Thursday, September 17, 2015

Seeking Answers by the Spirit

I was strongly influenced by my Mission President, Halvor Clegg, in my understanding of how the Holy Ghost speaks to humans. Here is an edited list of instructions he gave us about getting answers to questions we had as missionaries.

  1. Pray for Inspiration
    1. Continue with the duties of the day, but meditate on the question.
    2. Make a list of the things that come to mind. They can come from many different sources. [You have to do your homework.]
    3. Follow every impression. [Try to overcome your assumptions about what the answer will be.]
  2. Confirm what you receive.
    1. Choose the most logical decision.
    2. Create a relevant yes or no question based on that decision. [Simple, binary answers are the easiest to understand. Remember, this answer is only to the specific question you asked as you asked it. You can’t assume it is generalizable.]
    3. Ask the question: “Is this the answer to my original question?”
  3. This method works for almost all applications
    1. Talks
    2. Lessons
    3. Missionary Discussions
    4. Presentations
    5. Conversations
  4. Don’t forget Free Agency
    1. When another person is involved, remember the Principle of Three.
    2. There must be agreement between you, the other person, and God to get a correct answer. [If all parties aren’t edified, the Spirit isn’t working.]
  5. Develop the Gift of Discernment
    1. It is a gift of the Holy Ghost.
    2. It permits one to understand the truth of what others say and also their motivations. [The homework here requires really paying attention to the other person.]
    3. Knowing the truth and other’s motivations, one can respond correctly.
  6. Be Careful with the Spirit
    1. You must stay focused when you ask a question. If your mind wanders, you may receive an answer, but to whatever you are thinking about in that moment--not your original question.
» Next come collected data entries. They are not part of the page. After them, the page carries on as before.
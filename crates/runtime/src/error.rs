// Copyright (c) 2025 Dimitris Kafetzis
//
// Licensed under the MIT License.
// See LICENSE file in the project root for full license information.
//
// SPDX-License-Identifier: MIT

//! Error types for the benchmark runtime.

use model_ir::{ModelError, OpKind, RegistryError};
use std::fmt;

/// Errors that can end a benchmark run. Every one is terminal.
#[derive(Debug, thiserror::Error)]
pub enum RuntimeError {
    /// Loading or validating the model failed.
    #[error("model error: {0}")]
    Model(#[from] ModelError),

    /// The operator registry could not be populated.
    #[error("operator registry error: {0}")]
    Registry(#[from] RegistryError),

    /// The graph uses an operator the registry does not carry.
    #[error("node '{node}' uses unsupported operator {op}")]
    UnsupportedOp { node: String, op: OpKind },

    /// The scratch arena could not be acquired.
    #[error("memory error: {0}")]
    Memory(#[from] memory_manager::MemoryError),

    /// The session's tensors do not fit the arena.
    #[error("tensor allocation failed: {0}")]
    TensorAllocation(#[from] arena_planner::PlannerError),

    /// A tensor view over the arena could not be formed.
    #[error("tensor view error: {0}")]
    View(#[from] tensor_core::TensorError),

    /// Input data does not match the input tensor's byte length.
    #[error("input size mismatch: tensor holds {expected} bytes, data has {actual}")]
    SizeMismatch { expected: usize, actual: usize },

    /// A kernel failed during the forward pass.
    #[error("invoke failed at node '{node}': {source}")]
    Invoke {
        node: String,
        #[source]
        source: tensor_core::TensorError,
    },

    /// Disabling or restoring the task watchdog failed.
    #[error("watchdog error: {0}")]
    Watchdog(#[from] task_watchdog::WatchdogError),

    /// Only tensor index 0 exists on either side of the session.
    #[error("tensor index {index} out of range (session has {count})")]
    TensorIndex { index: usize, count: usize },

    /// Tensor access before `allocate_tensors`.
    #[error("tensors have not been allocated")]
    TensorsNotAllocated,

    /// The output tensor cannot hold the configured number of classes.
    #[error("output has {actual} elements, expected at least {expected} class scores")]
    OutputMismatch { expected: usize, actual: usize },

    /// The output holds no usable score (every scanned value is NaN).
    #[error("output holds no finite class score")]
    NoPrediction,

    /// The benchmark task could not be spawned or did not finish cleanly.
    #[error("benchmark task error: {0}")]
    Task(String),

    /// Configuration error.
    #[error("configuration error: {0}")]
    Config(String),
}

/// Coarse classification of a [`RuntimeError`], recorded in the runner's
/// `Failed` state.
#[derive(Debug, Clone, Copy, PartialEq, Eq, Hash, serde::Serialize)]
pub enum ErrorKind {
    SchemaMismatch,
    OutOfMemory,
    Build,
    TensorAllocation,
    SizeMismatch,
    Invoke,
    Watchdog,
    Output,
    Task,
    Config,
}

impl fmt::Display for ErrorKind {
    fn fmt(&self, f: &mut fmt::Formatter<'_>) -> fmt::Result {
        fmt::Debug::fmt(self, f)
    }
}

impl RuntimeError {
    pub fn kind(&self) -> ErrorKind {
        match self {
            Self::Model(ModelError::SchemaMismatch { .. }) => ErrorKind::SchemaMismatch,
            Self::Model(_) | Self::Registry(_) | Self::UnsupportedOp { .. } => ErrorKind::Build,
            Self::Memory(_) => ErrorKind::OutOfMemory,
            Self::TensorAllocation(_) | Self::View(_) => ErrorKind::TensorAllocation,
            Self::SizeMismatch { .. } => ErrorKind::SizeMismatch,
            Self::Invoke { .. } => ErrorKind::Invoke,
            Self::Watchdog(_) => ErrorKind::Watchdog,
            Self::TensorIndex { .. }
            | Self::TensorsNotAllocated
            | Self::OutputMismatch { .. }
            | Self::NoPrediction => ErrorKind::Output,
            Self::Task(_) => ErrorKind::Task,
            Self::Config(_) => ErrorKind::Config,
        }
    }
}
This list was primarily a reminder of things he taught us both repeatedly in meetings and by example, so I'd like to fill in some of the stories that emphasized what these instructions meant to him.
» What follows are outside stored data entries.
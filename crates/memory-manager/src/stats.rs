// Copyright (c) 2025 Dimitris Kafetzis
//
// Licensed under the MIT License.
// See LICENSE file in the project root for full license information.
//
// SPDX-License-Identifier: MIT

//! Pool usage counters.

/// Cumulative statistics about a memory pool.
#[derive(Debug, Clone, Default, serde::Serialize)]
pub struct AllocationStats {
    /// Successful arena acquisitions.
    pub acquires: u64,
    /// Arenas returned to the pool.
    pub releases: u64,
    /// Requests refused for lack of memory.
    pub oom_count: u64,
    /// Largest number of bytes held at once.
    pub peak_allocated_bytes: usize,
    /// Total bytes ever handed out.
    pub cumulative_allocated_bytes: u64,
}

impl AllocationStats {
    /// Returns the number of arenas acquired but not yet released.
    pub fn outstanding(&self) -> u64 {
        self.acquires.saturating_sub(self.releases)
    }

    pub(crate) fn record_acquire(&mut self, size: usize) {
        self.acquires += 1;
        self.cumulative_allocated_bytes += size as u64;
    }

    pub(crate) fn record_release(&mut self) {
        self.releases += 1;
    }

    pub(crate) fn record_oom(&mut self) {
        self.oom_count += 1;
    }

    pub(crate) fn update_peak(&mut self, current_bytes: usize) {
        self.peak_allocated_bytes = self.peak_allocated_bytes.max(current_bytes);
    }

    /// Returns a human-readable summary.
    pub fn summary(&self) -> String {
        format!(
            "{} acquired, {} released, {} refused, peak {:.1} KB",
            self.acquires,
            self.releases,
            self.oom_count,
            self.peak_allocated_bytes as f64 / 1024.0,
        )
    }
}

#[cfg(test)]
mod tests {
    use super::*;

    #[test]
    fn test_default() {
        let s = AllocationStats::default();
        assert_eq!(s.acquires, 0);
        assert_eq!(s.outstanding(), 0);
    }

    #[test]
    fn test_peak_tracking() {
        let mut s = AllocationStats::default();
        s.update_peak(100);
        s.update_peak(50);
        assert_eq!(s.peak_allocated_bytes, 100);
        s.update_peak(200);
        assert_eq!(s.peak_allocated_bytes, 200);
    }

    #[test]
    fn test_outstanding() {
        let mut s = AllocationStats::default();
        s.record_acquire(1000);
        s.record_acquire(500);
        s.record_release();
        assert_eq!(s.outstanding(), 1);
        assert_eq!(s.cumulative_allocated_bytes, 1500);
    }

    #[test]
    fn test_summary() {
        let mut s = AllocationStats::default();
        s.record_acquire(716_800);
        s.update_peak(716_800);
        s.record_oom();
        let summary = s.summary();
        assert!(summary.contains("1 acquired"));
        assert!(summary.contains("1 refused"));
        assert!(summary.contains("700.0 KB"));
    }
}
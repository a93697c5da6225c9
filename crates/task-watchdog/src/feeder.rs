// Copyright (c) 2025 Dimitris Kafetzis
//
// Licensed under the MIT License.
// See LICENSE file in the project root for full license information.
//
// SPDX-License-Identifier: MIT

//! Idle-context feeding.
//!
//! On the device each core's idle task feeds the watchdog whenever it gets
//! to run. A long busy task pinned to a core starves that core's idle task,
//! and the watchdog trips. [`IdleFeeder`] reproduces this on the host: it
//! feeds every monitored core periodically, except cores held by a
//! [`CoreClaim`].

use crate::{CoreMask, FeedHandle, WatchdogError, MAX_CORES};
use std::sync::atomic::{AtomicBool, AtomicUsize, Ordering};
use std::sync::Arc;
use std::thread::{self, JoinHandle};
use std::time::Duration;

struct FeederInner {
    claims: [AtomicUsize; MAX_CORES],
    stop: AtomicBool,
}

/// Marks a core as busy while alive. The feeder skips busy cores.
pub struct CoreClaim {
    inner: Arc<FeederInner>,
    core: usize,
}

impl CoreClaim {
    pub fn core(&self) -> usize {
        self.core
    }
}

impl Drop for CoreClaim {
    fn drop(&mut self) {
        self.inner.claims[self.core].fetch_sub(1, Ordering::AcqRel);
    }
}

/// Background thread feeding idle cores.
pub struct IdleFeeder {
    inner: Arc<FeederInner>,
    thread: Option<JoinHandle<()>>,
}

impl IdleFeeder {
    /// Starts feeding `cores` through `handle` every `period`.
    pub fn start(
        handle: FeedHandle,
        cores: CoreMask,
        period: Duration,
    ) -> Result<Self, WatchdogError> {
        let inner = Arc::new(FeederInner {
            claims: std::array::from_fn(|_| AtomicUsize::new(0)),
            stop: AtomicBool::new(false),
        });
        let shared = Arc::clone(&inner);
        let thread = thread::Builder::new()
            .name("idle-feeder".into())
            .spawn(move || feed_loop(&shared, &handle, cores, period))?;
        tracing::debug!(cores = %cores, period_ms = period.as_millis() as u64, "idle feeder started");
        Ok(Self {
            inner,
            thread: Some(thread),
        })
    }

    /// Marks `core` busy until the returned claim is dropped.
    pub fn claim(&self, core: usize) -> Result<CoreClaim, WatchdogError> {
        if core >= MAX_CORES {
            return Err(WatchdogError::InvalidConfig(format!(
                "core id {core} out of range"
            )));
        }
        self.inner.claims[core].fetch_add(1, Ordering::AcqRel);
        Ok(CoreClaim {
            inner: Arc::clone(&self.inner),
            core,
        })
    }

    pub fn is_claimed(&self, core: usize) -> bool {
        self.inner
            .claims
            .get(core)
            .is_some_and(|c| c.load(Ordering::Acquire) > 0)
    }

    /// Stops the feeder thread. Dropping does the same.
    pub fn stop(self) {
        drop(self);
    }
}

impl Drop for IdleFeeder {
    fn drop(&mut self) {
        self.inner.stop.store(true, Ordering::Release);
        if let Some(handle) = self.thread.take() {
            handle.thread().unpark();
            if handle.join().is_err() {
                tracing::error!("idle feeder thread panicked");
            }
        }
    }
}

fn feed_loop(inner: &FeederInner, handle: &FeedHandle, cores: CoreMask, period: Duration) {
    while !inner.stop.load(Ordering::Acquire) {
        for core in cores.iter() {
            if inner.claims[core].load(Ordering::Acquire) > 0 {
                continue;
            }
            match handle.feed(core) {
                Ok(()) | Err(WatchdogError::NotEnabled) => {}
                Err(e) => tracing::trace!(core, error = %e, "idle feed rejected"),
            }
        }
        thread::park_timeout(period);
    }
}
Every transfer President Clegg prayed about every single assignment. He learned what he could about the missionaries and the places they were needed. He arranged them the best way he could. He prayed about every single one. He didn't get yeses to his prayers on several assignments. He tried again. He did this for three full days before he felt the confirmation that the missionaries were assigned as God wanted. As time went on he got to where he could get answers for missionary assignments in a couple of hours, most times, but he had to learn. He had to do his homework, and it wasn't easy.

This was a common theme of President Clegg's messages. You have to do your homework. If you don't do your homework, you won't get the best answer. You are even likely to mistake a different answer for the one you were seeking. To illustrate this he told us about selecting the missionary who would give the surprise talk at zone conferences. We all had a topic, but no one knew who would speak. As we came in, President Clegg would pray to ask who should speak. As he looked at each of us he would ask, should this missionary speak? He did this until he got a yes. If he let his mind wander and thought, Elder Cannon is a really good missionary, the Spirit might (on a good day) tell him, YES! But that wasn't the answer to his question. Confusing answers was easy. Getting clear answers was hard.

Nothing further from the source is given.